Sem qualquer mobilização do Congresso Nacional, a medida provisória que alterava pontos da reforma trabalhista caducou na última segunda-feira, 23. Com isso, volta a valer, por exemplo, o que a nova legislação determina para itens como o trabalho insalubre de grávidas e lactantes. A lei, que entrou em vigor em novembro, não impede que elas trabalhem sujeitas à insalubridade. Governistas dizem que o Palácio do Planalto estaria estudando ajustes, mas a percepção é de que isso deve ficar em segundo plano com a agenda eleitoral.
Fonte que acompanha o tema disse ao Estadão/Broadcast que a área jurídica do governo estuda se e como pode fazer eventual ajuste. O tema foi debatido em reunião do ministro-chefe da Casa Civil, Eliseu Padilha, com assessores jurídicos e representantes do Congresso ontem à noite. Por enquanto, prevalece o entendimento de que é preciso um projeto de lei para alterar os pontos que já foram incorporados à Consolidação das Leis do Trabalho (CLT).
O texto que caducou ontem foi fruto de acordo político entre Executivo e Senado.

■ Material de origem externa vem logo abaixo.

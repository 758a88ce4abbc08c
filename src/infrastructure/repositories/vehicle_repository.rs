//! Vehicle Repository
//!
//! Stateless data-access functions for the `vehicles` table. Enum columns
//! are stored as VARCHAR, so queries read them as strings and convert
//! through the domain parsers.

use sqlx::{Connection, PgConnection};
use uuid::Uuid;

use crate::domain::{FuelType, NewVehicle, Transmission, Vehicle, VehicleStatus};
use crate::shared::error::AppError;

/// Database row representation of a vehicle, with an optional first image
/// for listing responses.
#[derive(Debug, sqlx::FromRow)]
struct VehicleRow {
    id: Uuid,
    vin: String,
    make: String,
    model: String,
    year: i32,
    odometer: i32,
    fuel_type: String,
    transmission: String,
    trim: Option<String>,
    market_price: f64,
    status: String,
    first_image: Option<String>,
}

impl VehicleRow {
    /// Convert to the domain entity; an unparseable enum value means the
    /// stored data is corrupt, which is an internal failure.
    fn into_vehicle(self) -> Result<(Vehicle, Option<String>), AppError> {
        let fuel_type = FuelType::parse(&self.fuel_type)
            .ok_or_else(|| AppError::Internal(format!("bad fuel_type in row: {}", self.fuel_type)))?;
        let transmission = Transmission::parse(&self.transmission).ok_or_else(|| {
            AppError::Internal(format!("bad transmission in row: {}", self.transmission))
        })?;
        let status = VehicleStatus::parse(&self.status)
            .ok_or_else(|| AppError::Internal(format!("bad status in row: {}", self.status)))?;

        let vehicle = Vehicle {
            id: self.id,
            vin: self.vin,
            make: self.make,
            model: self.model,
            year: self.year,
            odometer: self.odometer,
            fuel_type,
            transmission,
            trim: self.trim,
            market_price: self.market_price,
            status,
        };
        Ok((vehicle, self.first_image))
    }
}

const VEHICLE_SELECT: &str = "SELECT \
    v.id, v.vin, v.make, v.model, v.year, v.odometer, \
    v.fuel_type, v.transmission, v.trim, v.market_price, v.status, \
    (SELECT img_url FROM images WHERE vehicle_id = v.id ORDER BY id LIMIT 1) AS first_image \
    FROM vehicles v";

/// Fetch the full inventory, newest model years first.
pub async fn find_all(conn: &mut PgConnection) -> Result<Vec<(Vehicle, Option<String>)>, AppError> {
    let mut tx = conn.begin().await?;

    let rows = sqlx::query_as::<_, VehicleRow>(&format!("{VEHICLE_SELECT} ORDER BY v.year DESC"))
        .fetch_all(&mut *tx)
        .await?;

    tx.commit().await?;
    rows.into_iter().map(VehicleRow::into_vehicle).collect()
}

/// Fetch vehicles still on the lot.
pub async fn find_available(
    conn: &mut PgConnection,
) -> Result<Vec<(Vehicle, Option<String>)>, AppError> {
    let mut tx = conn.begin().await?;

    let rows = sqlx::query_as::<_, VehicleRow>(&format!(
        "{VEHICLE_SELECT} WHERE v.status = $1 ORDER BY v.year DESC"
    ))
    .bind(VehicleStatus::Available.as_str())
    .fetch_all(&mut *tx)
    .await?;

    tx.commit().await?;
    rows.into_iter().map(VehicleRow::into_vehicle).collect()
}

/// Fetch a single vehicle by id.
pub async fn find_by_id(conn: &mut PgConnection, id: Uuid) -> Result<Option<Vehicle>, AppError> {
    let mut tx = conn.begin().await?;

    let row = sqlx::query_as::<_, VehicleRow>(&format!("{VEHICLE_SELECT} WHERE v.id = $1"))
        .bind(id)
        .fetch_optional(&mut *tx)
        .await?;

    tx.commit().await?;
    row.map(|r| r.into_vehicle().map(|(v, _)| v)).transpose()
}

/// Insert a new vehicle.
pub async fn create(conn: &mut PgConnection, new: &NewVehicle) -> Result<Vehicle, AppError> {
    let mut tx = conn.begin().await?;

    let id = sqlx::query_scalar::<_, Uuid>(
        "INSERT INTO vehicles \
         (vin, make, model, year, odometer, fuel_type, transmission, trim, market_price, status) \
         VALUES ($1, $2, $3, $4, $5, $6, $7, $8, $9, $10) \
         RETURNING id",
    )
    .bind(&new.vin)
    .bind(&new.make)
    .bind(&new.model)
    .bind(new.year)
    .bind(new.odometer)
    .bind(new.fuel_type.as_str())
    .bind(new.transmission.as_str())
    .bind(&new.trim)
    .bind(new.market_price)
    .bind(new.status.as_str())
    .fetch_one(&mut *tx)
    .await?;

    tx.commit().await?;

    Ok(Vehicle {
        id,
        vin: new.vin.clone(),
        make: new.make.clone(),
        model: new.model.clone(),
        year: new.year,
        odometer: new.odometer,
        fuel_type: new.fuel_type,
        transmission: new.transmission,
        trim: new.trim.clone(),
        market_price: new.market_price,
        status: new.status,
    })
}

/// Replace all fields of an existing vehicle. Returns `None` when the id
/// matches no row.
pub async fn update(
    conn: &mut PgConnection,
    id: Uuid,
    new: &NewVehicle,
) -> Result<Option<Vehicle>, AppError> {
    let mut tx = conn.begin().await?;

    let updated = sqlx::query_scalar::<_, Uuid>(
        "UPDATE vehicles \
         SET vin = $1, make = $2, model = $3, year = $4, odometer = $5, \
             fuel_type = $6, transmission = $7, trim = $8, market_price = $9, status = $10 \
         WHERE id = $11 \
         RETURNING id",
    )
    .bind(&new.vin)
    .bind(&new.make)
    .bind(&new.model)
    .bind(new.year)
    .bind(new.odometer)
    .bind(new.fuel_type.as_str())
    .bind(new.transmission.as_str())
    .bind(&new.trim)
    .bind(new.market_price)
    .bind(new.status.as_str())
    .bind(id)
    .fetch_optional(&mut *tx)
    .await?;

    tx.commit().await?;

    Ok(updated.map(|id| Vehicle {
        id,
        vin: new.vin.clone(),
        make: new.make.clone(),
        model: new.model.clone(),
        year: new.year,
        odometer: new.odometer,
        fuel_type: new.fuel_type,
        transmission: new.transmission,
        trim: new.trim.clone(),
        market_price: new.market_price,
        status: new.status,
    }))
}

Para aprovar a reforma mais rápido e sem alteração, o governo prometeu ajustar pontos reclamados por senadores, inclusive da base governista, em uma MP. Esses tópicos davam mais proteção ao trabalhador. A pressa do Planalto era para concentrar forças na tramitação da reforma da Previdência. A MP foi editada, mas empacou no Congresso.
O fiador do acordo para a reforma foi o líder do governo no Senado, Romero Jucá (MDB-RR), que ontem lavou as mãos e culpou a Câmara pelo desfecho. “O compromisso do governo foi feito ao enviar a MP, mas, por disputas políticas, o projeto não tramitou na Câmara”, disse em nota. Segundo ele, o governo “analisa o que fará com a MP” e, ao prometer “fazer o que for necessário para que haja complementação da reforma”, não descarta decreto ou até nova MP. No Planalto, porém, a opção preferida é um projeto de lei.
A tramitação de qualquer iniciativa que requer aprovação do Congresso exige compromisso político dos parlamentares. E essa é uma hipótese que parece distante, pois o projeto teria de ser votado pelo mesmo parlamento que ignorou a MP. O relator da reforma na Câmara, Rogério Marinho (PSDB-RN), diz que “não há clima” para aprovar medida desse tipo no Congresso. Ele defende que as novas regras vigorem “em sua plenitude” e que a sociedade espere “um ou dois anos” para avaliar se é necessário ajustar pontos da lei.
Se não houver reação do Executivo ou Legislativo, a Justiça do Trabalho deve voltar a ganhar protagonismo no esclarecimento de trechos da nova lei que já são questionados no mundo jurídico e foram esclarecidos na MP que caducou. Um dos artigos deixava claro que a reforma se aplicava na integralidade a todos os contratos, novos ou antigos. Caso o Executivo e Legislativo não cheguem a um entendimento, especialistas dizem que a opinião da Justiça voltará a exercer papel importante.
“A reforma tentou diminuir a litigiosidade, mas acho que infelizmente o meio político cometeu um erro e o litígio pode voltar a crescer. Se trechos não forem esclarecidos por lei, a jurisprudência voltará a ditar o entendimento”, diz o ex-presidente do Tribunal Regional do Trabalho da 4.ª Região, Flávio Sirangelo. Para ele, o cenário reforça o protagonismo do Tribunal Superior do Trabalho (TST), que já estuda o tema e deve se posicionar sobre pontos da reforma.
Daniel Chen, mestre em direito do trabalho pela Universidade de São Paulo, diz que trabalhadores contratados sob as regras estabelecidas pela MP têm, pela Constituição, direitos garantidos até o fim do contrato. Em março, foram contratados 4 mil empregados intermitentes e 6,8 mil com contrato parcial. Chen nota, porém, que a prevalência da regra pode não representar proteção. Para ele, patrões podem optar por demitir os contratados sob a MP para recontratar com a regra atual e, assim, evitar regimes jurídicos diferentes na mesma folha de pagamento. “É uma questão de segurança jurídica”.